▶ _INSTRUCTIONS FOR THE TASK_:
Copy each entry exactly, leaving nothing out.

---- EXCERPTED RECORDS

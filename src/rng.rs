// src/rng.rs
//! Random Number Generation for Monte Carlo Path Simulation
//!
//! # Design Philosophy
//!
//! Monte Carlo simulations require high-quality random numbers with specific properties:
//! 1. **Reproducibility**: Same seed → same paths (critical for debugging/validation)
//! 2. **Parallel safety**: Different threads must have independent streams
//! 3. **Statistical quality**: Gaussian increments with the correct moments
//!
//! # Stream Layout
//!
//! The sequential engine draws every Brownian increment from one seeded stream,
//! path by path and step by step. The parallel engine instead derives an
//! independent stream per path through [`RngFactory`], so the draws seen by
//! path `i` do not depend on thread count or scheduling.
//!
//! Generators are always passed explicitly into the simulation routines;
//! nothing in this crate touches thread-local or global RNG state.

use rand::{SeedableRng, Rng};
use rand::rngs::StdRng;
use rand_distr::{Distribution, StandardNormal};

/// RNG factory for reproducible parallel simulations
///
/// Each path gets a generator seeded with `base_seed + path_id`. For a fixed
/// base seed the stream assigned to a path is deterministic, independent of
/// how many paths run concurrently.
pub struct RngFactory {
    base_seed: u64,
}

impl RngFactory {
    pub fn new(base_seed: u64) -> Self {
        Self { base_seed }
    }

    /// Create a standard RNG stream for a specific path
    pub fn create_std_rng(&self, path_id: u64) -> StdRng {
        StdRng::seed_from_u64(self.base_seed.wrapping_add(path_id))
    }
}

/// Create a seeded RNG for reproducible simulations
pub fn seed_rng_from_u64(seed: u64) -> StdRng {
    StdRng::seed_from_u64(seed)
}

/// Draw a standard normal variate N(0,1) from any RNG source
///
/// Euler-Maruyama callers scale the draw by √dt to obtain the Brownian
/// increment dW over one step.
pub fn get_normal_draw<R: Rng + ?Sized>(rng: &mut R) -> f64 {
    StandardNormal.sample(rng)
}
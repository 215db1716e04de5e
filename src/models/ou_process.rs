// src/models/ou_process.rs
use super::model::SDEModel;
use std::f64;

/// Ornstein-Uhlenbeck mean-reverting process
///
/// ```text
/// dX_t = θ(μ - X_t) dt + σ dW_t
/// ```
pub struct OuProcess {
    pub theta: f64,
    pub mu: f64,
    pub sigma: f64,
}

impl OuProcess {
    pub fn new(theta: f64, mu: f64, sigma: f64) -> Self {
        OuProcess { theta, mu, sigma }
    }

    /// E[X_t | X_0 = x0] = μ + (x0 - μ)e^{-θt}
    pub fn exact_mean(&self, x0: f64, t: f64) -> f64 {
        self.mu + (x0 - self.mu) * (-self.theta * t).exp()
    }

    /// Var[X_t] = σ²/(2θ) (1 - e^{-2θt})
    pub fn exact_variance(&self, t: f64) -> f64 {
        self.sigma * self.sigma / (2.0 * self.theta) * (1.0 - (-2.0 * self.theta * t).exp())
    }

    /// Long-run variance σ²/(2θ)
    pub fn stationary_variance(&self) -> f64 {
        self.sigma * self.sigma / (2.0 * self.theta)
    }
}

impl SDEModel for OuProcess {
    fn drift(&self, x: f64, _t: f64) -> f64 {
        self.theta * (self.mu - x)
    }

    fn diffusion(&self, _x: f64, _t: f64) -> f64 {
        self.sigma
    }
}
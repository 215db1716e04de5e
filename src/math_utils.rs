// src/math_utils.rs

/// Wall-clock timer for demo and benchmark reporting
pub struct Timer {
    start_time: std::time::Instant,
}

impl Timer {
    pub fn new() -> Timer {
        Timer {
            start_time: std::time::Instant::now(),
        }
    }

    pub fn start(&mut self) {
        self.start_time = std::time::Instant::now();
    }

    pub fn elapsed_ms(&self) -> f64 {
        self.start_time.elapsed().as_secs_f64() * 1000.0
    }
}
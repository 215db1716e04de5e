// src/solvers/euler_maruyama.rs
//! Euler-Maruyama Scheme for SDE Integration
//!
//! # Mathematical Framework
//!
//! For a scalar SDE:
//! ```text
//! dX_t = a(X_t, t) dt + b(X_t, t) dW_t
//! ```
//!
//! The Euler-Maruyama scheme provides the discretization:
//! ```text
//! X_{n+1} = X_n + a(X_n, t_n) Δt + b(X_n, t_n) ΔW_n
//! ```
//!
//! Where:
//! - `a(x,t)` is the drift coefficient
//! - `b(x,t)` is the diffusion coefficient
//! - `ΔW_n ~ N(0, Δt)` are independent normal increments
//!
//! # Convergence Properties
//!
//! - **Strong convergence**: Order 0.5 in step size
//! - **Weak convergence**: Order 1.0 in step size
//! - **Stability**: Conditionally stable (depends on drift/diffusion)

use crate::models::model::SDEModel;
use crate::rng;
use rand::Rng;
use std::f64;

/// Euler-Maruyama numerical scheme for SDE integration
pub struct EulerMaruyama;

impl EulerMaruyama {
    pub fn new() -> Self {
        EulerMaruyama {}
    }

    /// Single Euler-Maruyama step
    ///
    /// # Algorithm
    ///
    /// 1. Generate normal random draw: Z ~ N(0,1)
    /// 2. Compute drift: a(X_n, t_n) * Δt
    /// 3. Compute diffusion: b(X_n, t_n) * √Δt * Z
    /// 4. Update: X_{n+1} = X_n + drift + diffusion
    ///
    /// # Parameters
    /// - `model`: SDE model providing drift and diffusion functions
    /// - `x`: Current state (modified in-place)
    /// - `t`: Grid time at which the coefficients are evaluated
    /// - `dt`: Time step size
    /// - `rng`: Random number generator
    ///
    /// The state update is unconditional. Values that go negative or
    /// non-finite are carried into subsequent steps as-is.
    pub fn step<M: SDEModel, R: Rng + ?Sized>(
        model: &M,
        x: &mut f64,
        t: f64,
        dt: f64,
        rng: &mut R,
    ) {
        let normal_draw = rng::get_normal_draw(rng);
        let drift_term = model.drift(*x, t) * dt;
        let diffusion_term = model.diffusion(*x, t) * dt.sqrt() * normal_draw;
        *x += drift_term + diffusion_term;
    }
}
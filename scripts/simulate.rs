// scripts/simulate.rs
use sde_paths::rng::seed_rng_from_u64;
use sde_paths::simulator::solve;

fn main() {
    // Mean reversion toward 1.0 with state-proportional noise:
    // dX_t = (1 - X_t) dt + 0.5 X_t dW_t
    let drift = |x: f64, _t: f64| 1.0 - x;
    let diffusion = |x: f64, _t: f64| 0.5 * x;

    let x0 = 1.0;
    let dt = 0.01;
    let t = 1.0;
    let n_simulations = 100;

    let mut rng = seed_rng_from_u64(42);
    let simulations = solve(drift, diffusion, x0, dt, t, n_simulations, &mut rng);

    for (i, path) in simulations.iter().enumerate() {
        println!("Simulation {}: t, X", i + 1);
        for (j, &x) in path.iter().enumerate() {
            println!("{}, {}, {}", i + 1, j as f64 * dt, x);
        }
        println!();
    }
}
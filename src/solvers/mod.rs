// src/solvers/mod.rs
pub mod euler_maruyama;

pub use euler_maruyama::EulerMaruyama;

--------

▶ _TASK RESULT_:
filename src/rng.rs
// src/rng.rs
//! Random Number Generation for Monte Carlo Path Simulation
//!
//! # Design Philosophy
//!
//! Monte Carlo simulations require high-quality random numbers with specific properties:
//! 1. **Reproducibility**: Same seed → same paths (critical for debugging/validation)
//! 2. **Parallel safety**: Different threads must have independent streams
//! 3. **Statistical quality**: Gaussian increments with the correct moments
//!
//! # Stream Layout
//!
//! The sequential engine draws every Brownian increment from one seeded stream,
//! path by path and step by step. The parallel engine instead derives an
//! independent stream per path through [`RngFactory`], so the draws seen by
//! path `i` do not depend on thread count or scheduling.
//!
//! Generators are always passed explicitly into the simulation routines;
//! nothing in this crate touches thread-local or global RNG state.

use rand::{SeedableRng, Rng};
use rand::rngs::StdRng;
use rand_distr::{Distribution, StandardNormal};

/// RNG factory for reproducible parallel simulations
///
/// Each path gets a generator seeded with `base_seed + path_id`. For a fixed
/// base seed the stream assigned to a path is deterministic, independent of
/// how many paths run concurrently.
pub struct RngFactory {
    base_seed: u64,
}

impl RngFactory {
    pub fn new(base_seed: u64) -> Self {
        Self { base_seed }
    }

    /// Create a standard RNG stream for a specific path
    pub fn create_std_rng(&self, path_id: u64) -> StdRng {
        StdRng::seed_from_u64(self.base_seed.wrapping_add(path_id))
    }
}

/// Create a seeded RNG for reproducible simulations
pub fn seed_rng_from_u64(seed: u64) -> StdRng {
    StdRng::seed_from_u64(seed)
}

/// Draw a standard normal variate N(0,1) from any RNG source
///
/// Euler-Maruyama callers scale the draw by √dt to obtain the Brownian
/// increment dW over one step.
pub fn get_normal_draw<R: Rng + ?Sized>(rng: &mut R) -> f64 {
    StandardNormal.sample(rng)
}
repository 215db1716e04de5e
filename src/models/ou_process.rs
// src/models/ou_process.rs
use super::model::SDEModel;
use std::f64;

/// Ornstein-Uhlenbeck mean-reverting process
///
/// ```text
/// dX_t = θ(μ - X_t) dt + σ dW_t
/// ```
pub struct OuProcess {
    pub theta: f64,
    pub mu: f64,
    pub sigma: f64,
}

impl OuProcess {
    pub fn new(theta: f64, mu: f64, sigma: f64) -> Self {
        OuProcess { theta, mu, sigma }
    }

    /// E[X_t | X_0 = x0] = μ + (x0 - μ)e^{-θt}
    pub fn exact_mean(&self, x0: f64, t: f64) -> f64 {
        self.mu + (x0 - self.mu) * (-self.theta * t).exp()
    }

    /// Var[X_t] = σ²/(2θ) (1 - e^{-2θt})
    pub fn exact_variance(&self, t: f64) -> f64 {
        self.sigma * self.sigma / (2.0 * self.theta) * (1.0 - (-2.0 * self.theta * t).exp())
    }

    /// Long-run variance σ²/(2θ)
    pub fn stationary_variance(&self) -> f64 {
        self.sigma * self.sigma / (2.0 * self.theta)
    }
}

impl SDEModel for OuProcess {
    fn drift(&self, x: f64, _t: f64) -> f64 {
        self.theta * (self.mu - x)
    }

    fn diffusion(&self, _x: f64, _t: f64) -> f64 {
        self.sigma
    }
}
repository 215db1716e04de5e
filename src/math_utils.rs
// src/math_utils.rs

/// Wall-clock timer for demo and benchmark reporting
pub struct Timer {
    start_time: std::time::Instant,
}

impl Timer {
    pub fn new() -> Timer {
        Timer {
            start_time: std::time::Instant::now(),
        }
    }

    pub fn start(&mut self) {
        self.start_time = std::time::Instant::now();
    }

    pub fn elapsed_ms(&self) -> f64 {
        self.start_time.elapsed().as_secs_f64() * 1000.0
    }
}
repository 215db1716e04de5e
// src/solvers/euler_maruyama.rs
//! Euler-Maruyama Scheme for SDE Integration
//!
//! # Mathematical Framework
//!
//! For a scalar SDE:
//! ```text
//! dX_t = a(X_t, t) dt + b(X_t, t) dW_t
//! ```
//!
//! The Euler-Maruyama scheme provides the discretization:
//! ```text
//! X_{n+1} = X_n + a(X_n, t_n) Δt + b(X_n, t_n) ΔW_n
//! ```
//!
//! Where:
//! - `a(x,t)` is the drift coefficient
//! - `b(x,t)` is the diffusion coefficient
//! - `ΔW_n ~ N(0, Δt)` are independent normal increments
//!
//! # Convergence Properties
//!
//! - **Strong convergence**: Order 0.5 in step size
//! - **Weak convergence**: Order 1.0 in step size
//! - **Stability**: Conditionally stable (depends on drift/diffusion)

use crate::models::model::SDEModel;
use crate::rng;
use rand::Rng;
use std::f64;

/// Euler-Maruyama numerical scheme for SDE integration
pub struct EulerMaruyama;

impl EulerMaruyama {
    pub fn new() -> Self {
        EulerMaruyama {}
    }

    /// Single Euler-Maruyama step
    ///
    /// # Algorithm
    ///
    /// 1. Generate normal random draw: Z ~ N(0,1)
    /// 2. Compute drift: a(X_n, t_n) * Δt
    /// 3. Compute diffusion: b(X_n, t_n) * √Δt * Z
    /// 4. Update: X_{n+1} = X_n + drift + diffusion
    ///
    /// # Parameters
    /// - `model`: SDE model providing drift and diffusion functions
    /// - `x`: Current state (modified in-place)
    /// - `t`: Grid time at which the coefficients are evaluated
    /// - `dt`: Time step size
    /// - `rng`: Random number generator
    ///
    /// The state update is unconditional. Values that go negative or
    /// non-finite are carried into subsequent steps as-is.
    pub fn step<M: SDEModel, R: Rng + ?Sized>(
        model: &M,
        x: &mut f64,
        t: f64,
        dt: f64,
        rng: &mut R,
    ) {
        let normal_draw = rng::get_normal_draw(rng);
        let drift_term = model.drift(*x, t) * dt;
        let diffusion_term = model.diffusion(*x, t) * dt.sqrt() * normal_draw;
        *x += drift_term + diffusion_term;
    }
}
filename scripts/simulate.rs
// scripts/simulate.rs
use sde_paths::rng::seed_rng_from_u64;
use sde_paths::simulator::solve;

fn main() {
    // Mean reversion toward 1.0 with state-proportional noise:
    // dX_t = (1 - X_t) dt + 0.5 X_t dW_t
    let drift = |x: f64, _t: f64| 1.0 - x;
    let diffusion = |x: f64, _t: f64| 0.5 * x;

    let x0 = 1.0;
    let dt = 0.01;
    let t = 1.0;
    let n_simulations = 100;

    let mut rng = seed_rng_from_u64(42);
    let simulations = solve(drift, diffusion, x0, dt, t, n_simulations, &mut rng);

    for (i, path) in simulations.iter().enumerate() {
        println!("Simulation {}: t, X", i + 1);
        for (j, &x) in path.iter().enumerate() {
            println!("{}, {}, {}", i + 1, j as f64 * dt, x);
        }
        println!();
    }
}
filename src/solvers/mod.rs
// src/solvers/mod.rs
pub mod euler_maruyama;

pub use euler_maruyama::EulerMaruyama;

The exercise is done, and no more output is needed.